[What the task requires] From start to end, print the entire listing below exactly.

[Data to use]

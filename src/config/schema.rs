use crate::error::{Result, VaultError};
use serde::{Deserialize, Serialize};
use std::fs;
use std::path::{Path, PathBuf};
use std::time::Duration;

/// Relative location of the models directory under the base directory
pub const MODELS_SUBDIR: &str = "whisper.cpp/models";

/// Main configuration structure
#[derive(Deserialize, Serialize, Clone, Debug, Default)]
pub struct Config {
    #[serde(default)]
    pub storage: StorageConfig,
    #[serde(default)]
    pub download: DownloadConfig,
}

#[derive(Deserialize, Serialize, Clone, Debug, Default)]
pub struct StorageConfig {
    /// Base directory; the current working directory when unset
    pub base_dir: Option<PathBuf>,
}

#[derive(Deserialize, Serialize, Clone, Debug)]
pub struct DownloadConfig {
    #[serde(default = "default_max_attempts")]
    pub max_attempts: u32,
    #[serde(default = "default_timeout_secs")]
    pub timeout_secs: u64,
    #[serde(default = "default_retry_delay_secs")]
    pub retry_delay_secs: u64,
    #[serde(default = "default_terminate_grace_secs")]
    pub terminate_grace_secs: u64,
}

// Default value functions
fn default_max_attempts() -> u32 {
    3
}
fn default_timeout_secs() -> u64 {
    600
}
fn default_retry_delay_secs() -> u64 {
    3
}
fn default_terminate_grace_secs() -> u64 {
    5
}

impl Default for DownloadConfig {
    fn default() -> Self {
        Self {
            max_attempts: default_max_attempts(),
            timeout_secs: default_timeout_secs(),
            retry_delay_secs: default_retry_delay_secs(),
            terminate_grace_secs: default_terminate_grace_secs(),
        }
    }
}

impl DownloadConfig {
    #[must_use]
    pub const fn timeout(&self) -> Duration {
        Duration::from_secs(self.timeout_secs)
    }

    #[must_use]
    pub const fn retry_delay(&self) -> Duration {
        Duration::from_secs(self.retry_delay_secs)
    }

    #[must_use]
    pub const fn terminate_grace(&self) -> Duration {
        Duration::from_secs(self.terminate_grace_secs)
    }
}

impl Config {
    /// Load config from the default location, falling back to defaults
    pub fn load() -> Result<Self> {
        Self::load_from(&config_path()?)
    }

    /// Load config from an explicit path; a missing file yields defaults
    pub fn load_from(path: &Path) -> Result<Self> {
        if !path.exists() {
            tracing::debug!("No config at {}, using defaults", path.display());
            return Ok(Self::default());
        }

        let content = fs::read_to_string(path)?;
        let config: Self = toml::from_str(&content).map_err(|e| {
            VaultError::Config(format!("Failed to parse {}: {e}", path.display()))
        })?;
        config.validate()?;

        tracing::debug!("Loaded config from {}", path.display());
        Ok(config)
    }

    /// Reject values the downloader cannot work with
    pub fn validate(&self) -> Result<()> {
        if self.download.max_attempts == 0 {
            return Err(VaultError::Config(
                "download.max_attempts must be at least 1".to_string(),
            ));
        }
        if self.download.timeout_secs == 0 {
            return Err(VaultError::Config(
                "download.timeout_secs must be greater than 0".to_string(),
            ));
        }
        Ok(())
    }

    /// Base directory, resolved against the current directory when unset
    pub fn base_dir(&self) -> Result<PathBuf> {
        match &self.storage.base_dir {
            Some(dir) => Ok(dir.clone()),
            None => Ok(std::env::current_dir()?),
        }
    }

    /// Directory holding the `ggml-*.bin` files and the fetch script
    pub fn models_dir(&self) -> Result<PathBuf> {
        Ok(self.base_dir()?.join(MODELS_SUBDIR))
    }
}

/// Get config file path
pub fn config_path() -> Result<PathBuf> {
    let config_dir = if let Ok(xdg_config) = std::env::var("XDG_CONFIG_HOME") {
        PathBuf::from(xdg_config)
    } else {
        dirs::config_dir()
            .ok_or_else(|| VaultError::Config("Could not determine config directory".to_string()))?
    };

    Ok(config_dir.join("whisper-vault").join("config.toml"))
}

#[cfg(test)]
mod tests {
    use super::*;
    use serial_test::serial;
    use tempfile::TempDir;

    #[test]
    fn test_defaults() {
        let config = Config::default();
        assert_eq!(config.download.max_attempts, 3);
        assert_eq!(config.download.timeout(), Duration::from_secs(600));
        assert_eq!(config.download.retry_delay(), Duration::from_secs(3));
        assert!(config.storage.base_dir.is_none());
    }

    #[test]
    fn test_partial_config_merges_defaults() {
        let temp_dir = TempDir::new().unwrap();
        let path = temp_dir.path().join("config.toml");
        fs::write(&path, "[download]\nmax_attempts = 5\n").unwrap();

        let config = Config::load_from(&path).unwrap();
        assert_eq!(config.download.max_attempts, 5);
        assert_eq!(config.download.timeout_secs, 600);
        assert_eq!(config.download.retry_delay_secs, 3);
        assert!(config.storage.base_dir.is_none());
    }

    #[test]
    fn test_missing_file_yields_defaults() {
        let temp_dir = TempDir::new().unwrap();
        let config = Config::load_from(&temp_dir.path().join("nope.toml")).unwrap();
        assert_eq!(config.download.max_attempts, 3);
    }

    #[test]
    fn test_zero_attempts_rejected() {
        let temp_dir = TempDir::new().unwrap();
        let path = temp_dir.path().join("config.toml");
        fs::write(&path, "[download]\nmax_attempts = 0\n").unwrap();

        let err = Config::load_from(&path).unwrap_err();
        assert!(err.to_string().contains("max_attempts"));
    }

    #[test]
    fn test_malformed_toml_is_config_error() {
        let temp_dir = TempDir::new().unwrap();
        let path = temp_dir.path().join("config.toml");
        fs::write(&path, "[download\nmax_attempts = ").unwrap();

        assert!(matches!(
            Config::load_from(&path),
            Err(VaultError::Config(_))
        ));
    }

    #[test]
    fn test_models_dir_joins_subdir() {
        let mut config = Config::default();
        config.storage.base_dir = Some(PathBuf::from("/opt/app"));
        assert_eq!(
            config.models_dir().unwrap(),
            PathBuf::from("/opt/app/whisper.cpp/models")
        );
    }

    #[test]
    #[serial]
    fn test_config_path_honours_xdg() {
        let original = std::env::var("XDG_CONFIG_HOME").ok();
        std::env::set_var("XDG_CONFIG_HOME", "/tmp/xdg-test");

        let path = config_path().unwrap();
        assert_eq!(path, PathBuf::from("/tmp/xdg-test/whisper-vault/config.toml"));

        match original {
            Some(v) => std::env::set_var("XDG_CONFIG_HOME", v),
            None => std::env::remove_var("XDG_CONFIG_HOME"),
        }
    }

    #[test]
    #[serial]
    fn test_load_reads_xdg_config() {
        let temp_dir = TempDir::new().unwrap();
        let dir = temp_dir.path().join("whisper-vault");
        fs::create_dir_all(&dir).unwrap();
        fs::write(
            dir.join("config.toml"),
            "[storage]\nbase_dir = \"/srv/models\"\n",
        )
        .unwrap();

        let original = std::env::var("XDG_CONFIG_HOME").ok();
        std::env::set_var("XDG_CONFIG_HOME", temp_dir.path());

        let config = Config::load().unwrap();
        assert_eq!(config.storage.base_dir, Some(PathBuf::from("/srv/models")));

        match original {
            Some(v) => std::env::set_var("XDG_CONFIG_HOME", v),
            None => std::env::remove_var("XDG_CONFIG_HOME"),
        }
    }
}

[Exercise result]
filename src/config/schema.rs
use crate::error::{Result, VaultError};
use serde::{Deserialize, Serialize};
use std::fs;
use std::path::{Path, PathBuf};
use std::time::Duration;

/// Relative location of the models directory under the base directory
pub const MODELS_SUBDIR: &str = "whisper.cpp/models";

/// Main configuration structure
#[derive(Deserialize, Serialize, Clone, Debug, Default)]
pub struct Config {
    #[serde(default)]
    pub storage: StorageConfig,
    #[serde(default)]
    pub download: DownloadConfig,
}

#[derive(Deserialize, Serialize, Clone, Debug, Default)]
pub struct StorageConfig {
    /// Base directory; the current working directory when unset
    pub base_dir: Option<PathBuf>,
}

#[derive(Deserialize, Serialize, Clone, Debug)]
pub struct DownloadConfig {
    #[serde(default = "default_max_attempts")]
    pub max_attempts: u32,
    #[serde(default = "default_timeout_secs")]
    pub timeout_secs: u64,
    #[serde(default = "default_retry_delay_secs")]
    pub retry_delay_secs: u64,
    #[serde(default = "default_terminate_grace_secs")]
    pub terminate_grace_secs: u64,
}

// Default value functions
fn default_max_attempts() -> u32 {
    3
}
fn default_timeout_secs() -> u64 {
    600
}
fn default_retry_delay_secs() -> u64 {
    3
}
fn default_terminate_grace_secs() -> u64 {
    5
}

impl Default for DownloadConfig {
    fn default() -> Self {
        Self {
            max_attempts: default_max_attempts(),
            timeout_secs: default_timeout_secs(),
            retry_delay_secs: default_retry_delay_secs(),
            terminate_grace_secs: default_terminate_grace_secs(),
        }
    }
}

impl DownloadConfig {
    #[must_use]
    pub const fn timeout(&self) -> Duration {
        Duration::from_secs(self.timeout_secs)
    }

    #[must_use]
    pub const fn retry_delay(&self) -> Duration {
        Duration::from_secs(self.retry_delay_secs)
    }

    #[must_use]
    pub const fn terminate_grace(&self) -> Duration {
        Duration::from_secs(self.terminate_grace_secs)
    }
}

impl Config {
    /// Load config from the default location, falling back to defaults
    pub fn load() -> Result<Self> {
        Self::load_from(&config_path()?)
    }

    /// Load config from an explicit path; a missing file yields defaults
    pub fn load_from(path: &Path) -> Result<Self> {
        if !path.exists() {
            tracing::debug!("No config at {}, using defaults", path.display());
            return Ok(Self::default());
        }

        let content = fs::read_to_string(path)?;
        let config: Self = toml::from_str(&content).map_err(|e| {
            VaultError::Config(format!("Failed to parse {}: {e}", path.display()))
        })?;
        config.validate()?;

        tracing::debug!("Loaded config from {}", path.display());
        Ok(config)
    }

    /// Reject values the downloader cannot work with
    pub fn validate(&self) -> Result<()> {
        if self.download.max_attempts == 0 {
            return Err(VaultError::Config(
                "download.max_attempts must be at least 1".to_string(),
            ));
        }
        if self.download.timeout_secs == 0 {
            return Err(VaultError::Config(
                "download.timeout_secs must be greater than 0".to_string(),
            ));
        }
        Ok(())
    }

    /// Base directory, resolved against the current directory when unset
    pub fn base_dir(&self) -> Result<PathBuf> {
        match &self.storage.base_dir {
            Some(dir) => Ok(dir.clone()),
            None => Ok(std::env::current_dir()?),
        }
    }

    /// Directory holding the `ggml-*.bin` files and the fetch script
    pub fn models_dir(&self) -> Result<PathBuf> {
        Ok(self.base_dir()?.join(MODELS_SUBDIR))
    }
}

/// Get config file path
pub fn config_path() -> Result<PathBuf> {
    let config_dir = if let Ok(xdg_config) = std::env::var("XDG_CONFIG_HOME") {
        PathBuf::from(xdg_config)
    } else {
        dirs::config_dir()
            .ok_or_else(|| VaultError::Config("Could not determine config directory".to_string()))?
    };

    Ok(config_dir.join("whisper-vault").join("config.toml"))
}

#[cfg(test)]
mod tests {
    use super::*;
    use serial_test::serial;
    use tempfile::TempDir;

    #[test]
    fn test_defaults() {
        let config = Config::default();
        assert_eq!(config.download.max_attempts, 3);
        assert_eq!(config.download.timeout(), Duration::from_secs(600));
        assert_eq!(config.download.retry_delay(), Duration::from_secs(3));
        assert!(config.storage.base_dir.is_none());
    }

    #[test]
    fn test_partial_config_merges_defaults() {
        let temp_dir = TempDir::new().unwrap();
        let path = temp_dir.path().join("config.toml");
        fs::write(&path, "[download]\nmax_attempts = 5\n").unwrap();

        let config = Config::load_from(&path).unwrap();
        assert_eq!(config.download.max_attempts, 5);
        assert_eq!(config.download.timeout_secs, 600);
        assert_eq!(config.download.retry_delay_secs, 3);
        assert!(config.storage.base_dir.is_none());
    }

    #[test]
    fn test_missing_file_yields_defaults() {
        let temp_dir = TempDir::new().unwrap();
        let config = Config::load_from(&temp_dir.path().join("nope.toml")).unwrap();
        assert_eq!(config.download.max_attempts, 3);
    }

    #[test]
    fn test_zero_attempts_rejected() {
        let temp_dir = TempDir::new().unwrap();
        let path = temp_dir.path().join("config.toml");
        fs::write(&path, "[download]\nmax_attempts = 0\n").unwrap();

        let err = Config::load_from(&path).unwrap_err();
        assert!(err.to_string().contains("max_attempts"));
    }

    #[test]
    fn test_malformed_toml_is_config_error() {
        let temp_dir = TempDir::new().unwrap();
        let path = temp_dir.path().join("config.toml");
        fs::write(&path, "[download\nmax_attempts = ").unwrap();

        assert!(matches!(
            Config::load_from(&path),
            Err(VaultError::Config(_))
        ));
    }

    #[test]
    fn test_models_dir_joins_subdir() {
        let mut config = Config::default();
        config.storage.base_dir = Some(PathBuf::from("/opt/app"));
        assert_eq!(
            config.models_dir().unwrap(),
            PathBuf::from("/opt/app/whisper.cpp/models")
        );
    }

    #[test]
    #[serial]
    fn test_config_path_honours_xdg() {
        let original = std::env::var("XDG_CONFIG_HOME").ok();
        std::env::set_var("XDG_CONFIG_HOME", "/tmp/xdg-test");

        let path = config_path().unwrap();
        assert_eq!(path, PathBuf::from("/tmp/xdg-test/whisper-vault/config.toml"));

        match original {
            Some(v) => std::env::set_var("XDG_CONFIG_HOME", v),
            None => std::env::remove_var("XDG_CONFIG_HOME"),
        }
    }

    #[test]
    #[serial]
    fn test_load_reads_xdg_config() {
        let temp_dir = TempDir::new().unwrap();
        let dir = temp_dir.path().join("whisper-vault");
        fs::create_dir_all(&dir).unwrap();
        fs::write(
            dir.join("config.toml"),
            "[storage]\nbase_dir = \"/srv/models\"\n",
        )
        .unwrap();

        let original = std::env::var("XDG_CONFIG_HOME").ok();
        std::env::set_var("XDG_CONFIG_HOME", temp_dir.path());

        let config = Config::load().unwrap();
        assert_eq!(config.storage.base_dir, Some(PathBuf::from("/srv/models")));

        match original {
            Some(v) => std::env::set_var("XDG_CONFIG_HOME", v),
            None => std::env::remove_var("XDG_CONFIG_HOME"),
        }
    }
}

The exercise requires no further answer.